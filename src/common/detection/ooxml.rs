//! OOXML format detection (modern Office documents).
//!
//! The document type of an OPC package is the content type of its main part,
//! declared in `[Content_Types].xml`. Packages without that file are
//! recognized by their well-known main part names.

use super::types::FormatTag;
use memchr::memmem;

/// Main-part content types, most specific first.
const MAIN_CONTENT_TYPES: &[(&[u8], FormatTag)] = &[
    (b"ms-excel.sheet.binary.macroEnabled.main", FormatTag::Xlsb),
    (b"wordprocessingml.document.main", FormatTag::Docx),
    (b"wordprocessingml.template.main", FormatTag::Docx),
    (b"ms-word.document.macroEnabled.main", FormatTag::Docx),
    (b"ms-word.template.macroEnabledTemplate.main", FormatTag::Docx),
    (b"spreadsheetml.sheet.main", FormatTag::Xlsx),
    (b"spreadsheetml.template.main", FormatTag::Xlsx),
    (b"ms-excel.sheet.macroEnabled.main", FormatTag::Xlsx),
    (b"ms-excel.template.macroEnabled.main", FormatTag::Xlsx),
    (b"presentationml.presentation.main", FormatTag::Pptx),
    (b"presentationml.slideshow.main", FormatTag::Pptx),
    (b"presentationml.template.main", FormatTag::Pptx),
    (b"ms-powerpoint.presentation.macroEnabled.main", FormatTag::Pptx),
    (b"ms-powerpoint.slideshow.macroEnabled.main", FormatTag::Pptx),
    (b"ms-powerpoint.template.macroEnabled.main", FormatTag::Pptx),
];

/// Well-known part names, checked when no content types are declared.
const MAIN_PART_NAMES: &[(&str, FormatTag)] = &[
    ("word/document.xml", FormatTag::Docx),
    ("xl/workbook.xml", FormatTag::Xlsx),
    ("xl/workbook.bin", FormatTag::Xlsb),
    ("ppt/presentation.xml", FormatTag::Pptx),
    ("META-INF/container.xml", FormatTag::Epub),
];

/// Detect the OOXML flavour from the bytes of `[Content_Types].xml`.
///
/// Embedded packages appear with their package content type (no `.main`
/// suffix), so they do not confuse the detection.
///
/// # Examples
///
/// ```rust
/// use textractor::common::detection::ooxml::detect_from_content_types;
/// use textractor::FormatTag;
///
/// let xml = br#"<Types><Override PartName="/word/document.xml"
///   ContentType="application/vnd.openxmlformats-officedocument.wordprocessingml.document.main+xml"/></Types>"#;
/// assert_eq!(detect_from_content_types(xml), Some(FormatTag::Docx));
/// ```
pub fn detect_from_content_types(content_types: &[u8]) -> Option<FormatTag> {
    MAIN_CONTENT_TYPES
        .iter()
        .find(|(needle, _)| memmem::find(content_types, needle).is_some())
        .map(|(_, format)| *format)
}

/// Detect the package format from its entry names.
pub fn detect_from_part_names(mut has_part: impl FnMut(&str) -> bool) -> Option<FormatTag> {
    MAIN_PART_NAMES
        .iter()
        .find(|(name, _)| has_part(name))
        .map(|(_, format)| *format)
}

/// Guess the package format from the first entry name of an archive.
#[inline]
pub fn detect_from_first_entry(name: &[u8]) -> Option<FormatTag> {
    if name.starts_with(b"word/") {
        Some(FormatTag::Docx)
    } else if name.starts_with(b"xl/") {
        Some(FormatTag::Xlsx)
    } else if name.starts_with(b"ppt/") {
        Some(FormatTag::Pptx)
    } else {
        None
    }
}

#[cfg(test)]
mod tests {
    use super::*;

    #[test]
    fn test_content_types() {
        let xlsx = br#"<Override ContentType="application/vnd.openxmlformats-officedocument.spreadsheetml.sheet.main+xml"/>"#;
        assert_eq!(detect_from_content_types(xlsx), Some(FormatTag::Xlsx));

        let pptm = br#"<Override ContentType="application/vnd.ms-powerpoint.presentation.macroEnabled.main+xml"/>"#;
        assert_eq!(detect_from_content_types(pptm), Some(FormatTag::Pptx));

        let xlsb = br#"<Override ContentType="application/vnd.ms-excel.sheet.binary.macroEnabled.main"/>"#;
        assert_eq!(detect_from_content_types(xlsb), Some(FormatTag::Xlsb));
    }

    #[test]
    fn test_embedded_package_does_not_count() {
        let docx_with_chart = br#"<Types>
            <Default Extension="xlsx" ContentType="application/vnd.openxmlformats-officedocument.spreadsheetml.sheet"/>
            <Override ContentType="application/vnd.openxmlformats-officedocument.wordprocessingml.document.main+xml"/>
        </Types>"#;
        assert_eq!(detect_from_content_types(docx_with_chart), Some(FormatTag::Docx));
        assert_eq!(detect_from_content_types(b"<Types/>"), None);
    }

    #[test]
    fn test_part_names() {
        let names = ["[Content_Types].xml", "ppt/presentation.xml"];
        assert_eq!(
            detect_from_part_names(|name| names.contains(&name)),
            Some(FormatTag::Pptx)
        );
        assert_eq!(detect_from_part_names(|_| false), None);
    }

    #[test]
    fn test_first_entry() {
        assert_eq!(detect_from_first_entry(b"word/document.xml"), Some(FormatTag::Docx));
        assert_eq!(detect_from_first_entry(b"[Content_Types].xml"), None);
    }
}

——————————

§ TASK ITEM
Nothing but the lines from the first line of the data through the line with "that file are" should be returned, exactly as they appear, both ends included.

§ RESPONSE AREA
filename src/common/detection/ooxml.rs
//! OOXML format detection (modern Office documents).
//!
//! The document type of an OPC package is the content type of its main part,
//! declared in `[Content_Types].xml`. Packages without that file are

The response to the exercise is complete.